Волшебные дни (Лихоносов) - страница 78

Я не одинок в своем чувстве. На своеобразное свидание со своим прошлым пришли зрители в новый, получше иного театра, клуб госплемзавода «Красноармейский». Крючкова приветствовали как очень — очень своего, близкого душе человека. Его имя слилось с нашей личною жизнью — в этом тайна неубывающей популярности артиста. «Можете спрашивать меня о чем угодно, я могу разговаривать с вами до полуночи». Зрители, правда, пощадили его почтенный возраст, но все главное было сказано и самим Крючковым, и отрывками из его фильмов, и юбилейным, дружеским словом с экрана Бориса Федоровича Андреева («То был его последний съемочный день в жизни», — заметил Николай Афанасьевич).

До сих пор к нему всюду идут не организованные «представители от коллектива», а сами люди.

— Народ… — любит повторять Николай Афанасьевич. — Народ… — подчеркивает он нечто глубинное, коренное в человеке. — Народ… — говорит, когда устанет, но все равно примет кого‑то, когда хочется ему быть с человеком потеплее, повнимательнее…

— Вы мне позволите, Николай Афанасьевич, спеть для вас… — сказал в совхозе один молодой механизатор. — В знак благодарности и уважения.

— Прекрасно!

— Вы же любили петь…

— Да! — произнес Крючков тоном горячего согласия. — Да — а… — сказал тише. — Да — а…

Утром я зашел к нему в комнату. На коленях у него был баян. Отвыкшими пальцами Николай Афанасьевич все‑таки подобрал несколько мелодий из своих фильмов, мелодий, всем нам знакомых, и закончил песней, поднимавшей когда‑то бойцов в атаку.


Три танкиста, три веселых друга
Экипаж машины боевой…

И так везде, где бы он ни появлялся. Везде вокруг него люди, люди, комната открыта, чайник всегда греется, и он все рассказывает, рассказывает…

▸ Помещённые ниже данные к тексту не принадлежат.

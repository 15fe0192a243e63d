//! Analytics aggregation engine
//!
//! Stateless five-stage pipeline: range normalization -> record filtering
//! -> single-pass aggregation -> derived metrics -> report assembly. Every
//! stage is a pure function over an in-memory snapshot; I/O lives in
//! `source` and orchestration in `services`.

pub mod aggregate;
pub mod calendar;
pub mod filter;
pub mod metrics;
pub mod range;
pub mod reports;

pub use aggregate::{Aggregation, DimensionSpec, Granularity, Timeline};
pub use calendar::Calendar;
pub use filter::RecordFilter;
pub use range::RangeInput;
//! Aggregation accumulators

use serde::{Deserialize, Serialize};

/// Atomic accumulator: transaction count + quantity + revenue sums
///
/// Addition is commutative and associative, so aggregation results never
/// depend on record order.
#[derive(Debug, Clone, Copy, Default, PartialEq, Serialize, Deserialize)]
#[serde(rename_all = "camelCase")]
pub struct AggregationCell {
    pub count: u64,
    pub quantity_sum: f64,
    pub revenue_sum: f64,
}

impl AggregationCell {
    /// Fold one sales record into the cell
    pub fn add_sale(&mut self, quantity: f64, total: f64) {
        self.count += 1;
        self.quantity_sum += quantity;
        self.revenue_sum += total;
    }

    /// Fold another cell into this one
    pub fn merge(&mut self, other: &AggregationCell) {
        self.count += other.count;
        self.quantity_sum += other.quantity_sum;
        self.revenue_sum += other.revenue_sum;
    }

    pub fn is_empty(&self) -> bool {
        self.count == 0
    }
}

/// Read-only comparison of two adjacent periods
#[derive(Debug, Clone, Copy, PartialEq, Serialize, Deserialize)]
#[serde(rename_all = "camelCase")]
pub struct DerivedMetric {
    pub value: f64,
    pub previous_value: f64,
    pub delta_percent: f64,
}

#[cfg(test)]
mod tests {
    use super::*;

    #[test]
    fn merge_equals_sequential_adds() {
        let mut left = AggregationCell::default();
        left.add_sale(2.0, 100.0);

        let mut right = AggregationCell::default();
        right.add_sale(1.0, 200.0);

        let mut merged = left;
        merged.merge(&right);

        let mut sequential = AggregationCell::default();
        sequential.add_sale(2.0, 100.0);
        sequential.add_sale(1.0, 200.0);

        assert_eq!(merged, sequential);
        assert_eq!(merged.count, 2);
        assert_eq!(merged.revenue_sum, 300.0);
    }
}
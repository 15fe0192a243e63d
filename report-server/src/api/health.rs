//! Health check endpoint

use axum::{Json, Router, routing::get};
use serde::Serialize;

use crate::core::ServerState;

#[derive(Serialize)]
pub struct HealthStatus {
    pub status: &'static str,
    pub version: &'static str,
}

pub fn router() -> Router<ServerState> {
    Router::new().route("/api/health", get(health))
}

/// GET /api/health
async fn health() -> Json<HealthStatus> {
    Json(HealthStatus {
        status: "ok",
        version: env!("CARGO_PKG_VERSION"),
    })
}
//! Report wire shapes
//!
//! Response types for the four reports. All monetary values are rounded to
//! two decimals by the assembler before they land here; every report echoes
//! the resolved filters plus a `generatedAt` timestamp so the frontend can
//! render "showing results for X".

use serde::{Deserialize, Serialize};

use super::range::DateRange;

/// Which source fidelity served the request
#[derive(Debug, Clone, Copy, PartialEq, Eq, Serialize, Deserialize)]
#[serde(rename_all = "camelCase")]
pub enum DataFidelity {
    /// Primary record store: full unit-label granularity
    Full,
    /// Historical event log fallback: unit labels absent, everything
    /// classified as `piece`
    UnitAgnostic,
}

/// Echo of the resolved / normalized filters
#[derive(Debug, Clone, Serialize, Deserialize)]
#[serde(rename_all = "camelCase")]
pub struct ReportFilters {
    pub ranges: Vec<DateRange>,
    #[serde(skip_serializing_if = "Option::is_none")]
    pub employee: Option<String>,
    #[serde(skip_serializing_if = "Option::is_none")]
    pub store: Option<String>,
    #[serde(skip_serializing_if = "Option::is_none")]
    pub status: Option<String>,
    /// `HH:MM`, inclusive lower bound on local time of day
    #[serde(skip_serializing_if = "Option::is_none")]
    pub time_from: Option<String>,
    /// `HH:MM`, inclusive upper bound on local time of day
    #[serde(skip_serializing_if = "Option::is_none")]
    pub time_to: Option<String>,
    #[serde(skip_serializing_if = "Option::is_none")]
    pub group_by: Option<String>,
    pub data_fidelity: DataFidelity,
}

/// One point of a zero-filled timeline
#[derive(Debug, Clone, Serialize, Deserialize)]
#[serde(rename_all = "camelCase")]
pub struct TimelinePoint {
    /// Bucket key: `YYYY-MM-DD` for daily series
    pub date: String,
    pub revenue: f64,
    pub transactions: u64,
    pub quantity: f64,
}

/// Totals for one dimension value (store, employee, product, unit category)
#[derive(Debug, Clone, Serialize, Deserialize)]
#[serde(rename_all = "camelCase")]
pub struct DimensionTotal {
    pub key: String,
    pub transactions: u64,
    pub quantity: f64,
    pub revenue: f64,
    /// Revenue share vs. the report grand total, percent
    pub revenue_share: f64,
}

// ============================================================================
// Dashboard snapshot
// ============================================================================

#[derive(Debug, Clone, Serialize, Deserialize)]
#[serde(rename_all = "camelCase")]
pub struct PeriodTotals {
    pub revenue: f64,
    pub transactions: u64,
    pub quantity: f64,
    pub average_ticket: f64,
    pub check_ins: u64,
    pub check_outs: u64,
}

#[derive(Debug, Clone, Serialize, Deserialize)]
#[serde(rename_all = "camelCase")]
pub struct DashboardTrends {
    pub revenue: super::cell::DerivedMetric,
    pub transactions: super::cell::DerivedMetric,
    pub check_ins: super::cell::DerivedMetric,
}

#[derive(Debug, Clone, Serialize, Deserialize)]
#[serde(rename_all = "camelCase")]
pub struct DashboardSnapshot {
    pub filters: ReportFilters,
    /// Requested comparison period (`today` | `week` | `month` | `year`)
    pub period: String,
    pub current: PeriodTotals,
    pub previous: PeriodTotals,
    pub trends: DashboardTrends,
    /// Rolling N-day daily series ending today, zero-filled
    pub timeline: Vec<TimelinePoint>,
    /// Qualitative warnings on significant drops vs. the prior period
    pub alerts: Vec<String>,
    pub generated_at: String,
}

// ============================================================================
// Sales report (paginated)
// ============================================================================

#[derive(Debug, Clone, Serialize, Deserialize)]
#[serde(rename_all = "camelCase")]
pub struct SalesSummary {
    pub total_revenue: f64,
    pub total_quantity: f64,
    pub transaction_count: u64,
    pub average_ticket: f64,
}

/// One grouped row. For `detail` granularity there is one row per record
/// and the product/store/employee columns are populated; for coarser
/// granularities the key is the bucket label and those columns are absent.
#[derive(Debug, Clone, Serialize, Deserialize)]
#[serde(rename_all = "camelCase")]
pub struct SalesRow {
    /// Bucket key: timestamp for detail, `YYYY-MM-DD` / `YYYY-MM` /
    /// `YYYY-Qn` / `YYYY` for grouped rows
    pub key: String,
    pub transactions: u64,
    pub quantity: f64,
    pub revenue: f64,
    pub average_ticket: f64,
    #[serde(skip_serializing_if = "Option::is_none")]
    pub product: Option<String>,
    #[serde(skip_serializing_if = "Option::is_none")]
    pub store: Option<String>,
    #[serde(skip_serializing_if = "Option::is_none")]
    pub employee: Option<String>,
}

#[derive(Debug, Clone, Serialize, Deserialize)]
#[serde(rename_all = "camelCase")]
pub struct Pagination {
    pub page: u32,
    pub page_size: u32,
    pub total_rows: u64,
    pub total_pages: u32,
    pub has_next_page: bool,
    pub has_prev_page: bool,
}

#[derive(Debug, Clone, Serialize, Deserialize)]
#[serde(rename_all = "camelCase")]
pub struct SalesReport {
    pub filters: ReportFilters,
    pub summary: SalesSummary,
    pub rows: Vec<SalesRow>,
    pub pagination: Pagination,
    pub by_store: Vec<DimensionTotal>,
    pub by_employee: Vec<DimensionTotal>,
    pub by_unit_category: Vec<DimensionTotal>,
    pub timeline: Vec<TimelinePoint>,
    pub generated_at: String,
}

// ============================================================================
// 12-month sales comparison
// ============================================================================

/// Per-unit-category sales within one comparison row
#[derive(Debug, Clone, Copy, Default, Serialize, Deserialize)]
#[serde(rename_all = "camelCase")]
pub struct UnitTypeSales {
    pub transactions: u64,
    pub quantity: f64,
    pub revenue: f64,
}

/// One month cell of the comparison matrix
#[derive(Debug, Clone, Serialize, Deserialize)]
#[serde(rename_all = "camelCase")]
pub struct MonthCell {
    /// `YYYY-MM`
    pub month: String,
    pub revenue: f64,
    /// Absolute difference vs. the previous month; 0 for the first month
    pub diff_amount: f64,
    /// Percent difference vs. the previous month; `null` for the first
    /// month (no comparison available — distinct from a real zero)
    pub diff_percent: Option<f64>,
}

#[derive(Debug, Clone, Serialize, Deserialize)]
#[serde(rename_all = "camelCase")]
pub struct ComparisonRow {
    pub product_code: String,
    pub product_name: String,
    pub box_sales: UnitTypeSales,
    pub pack_sales: UnitTypeSales,
    pub piece_sales: UnitTypeSales,
    pub total_quantity: f64,
    pub total_revenue: f64,
    /// Product revenue / grand total revenue × 100
    pub contribution_percent: f64,
    /// 12 cells, oldest month first
    pub monthly_sales: Vec<MonthCell>,
}

#[derive(Debug, Clone, Serialize, Deserialize)]
#[serde(rename_all = "camelCase")]
pub struct SalesComparison {
    pub filters: ReportFilters,
    /// The 12 month keys of the matrix, oldest first
    pub months: Vec<String>,
    pub rows: Vec<ComparisonRow>,
    pub grand_total_revenue: f64,
    pub generated_at: String,
}

// ============================================================================
// ROI report
// ============================================================================

/// One externally attributed expense line
#[derive(Debug, Clone, Serialize, Deserialize)]
#[serde(rename_all = "camelCase")]
pub struct ExpenseEntry {
    pub label: String,
    pub amount: f64,
}

#[derive(Debug, Clone, Serialize, Deserialize)]
#[serde(rename_all = "camelCase")]
pub struct RoiTotals {
    pub total_sales: f64,
    pub total_expenses: f64,
    pub net_profit: f64,
    pub roi_percent: f64,
    pub revenue_per_expense: f64,
    pub expense_ratio: f64,
    pub transactions: u64,
    pub average_ticket: f64,
}

#[derive(Debug, Clone, Serialize, Deserialize)]
#[serde(rename_all = "camelCase")]
pub struct RoiReport {
    pub filters: ReportFilters,
    pub employee: String,
    pub totals: RoiTotals,
    pub expenses: Vec<ExpenseEntry>,
    pub daily_trend: Vec<TimelinePoint>,
    pub top_products: Vec<DimensionTotal>,
    pub generated_at: String,
}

— Чувствуете ли вы себя в жизни счастливым? — спросил его кубанский поэт.

— Да — а… Я люблю людей… — добавил он после молчания медленно, по слогам, как‑то особенно задушевно и просто. — Да — а… Да…

Первый раз просидели мы с ним за разговором в Кропоткине до трех часов ночи. Старшие наши товарищи бережно спрашивали: «Николай Афанасьевич, вы не устали с дороги?..» — «Посидим, не так уж мы часто, друзья мои, встречаемся… Чаек… А как, а как же!» Можно бы сидеть и до утра — как в своем доме с родными. Мы ведь уже жили вместе, давно — давно, в те послевоенные годы. Да, сидеть бесконечно. Улыбаться, когда артист на разных тонах повторяет свое «да! да — а, да», слушать, как 10 октября 1941 года (уже гремела война) сдавали веселый фильм «Свинарка и пастух», как через много лет приехал он под Николаев, где снимали «Трактористов», и нашел кого‑то из членов бригады, как объезжал он фронт («Вы покажитесь хотя бы, — просило командование, — и это уже взбодрит солдат»), какими были другие наши любимцы — Борис Андреев, Михаил Жаров, Петр Алейников, Василий Меркурьев. Но главное вот что: общее чувство родства с гулким временем послевоенного возрождения!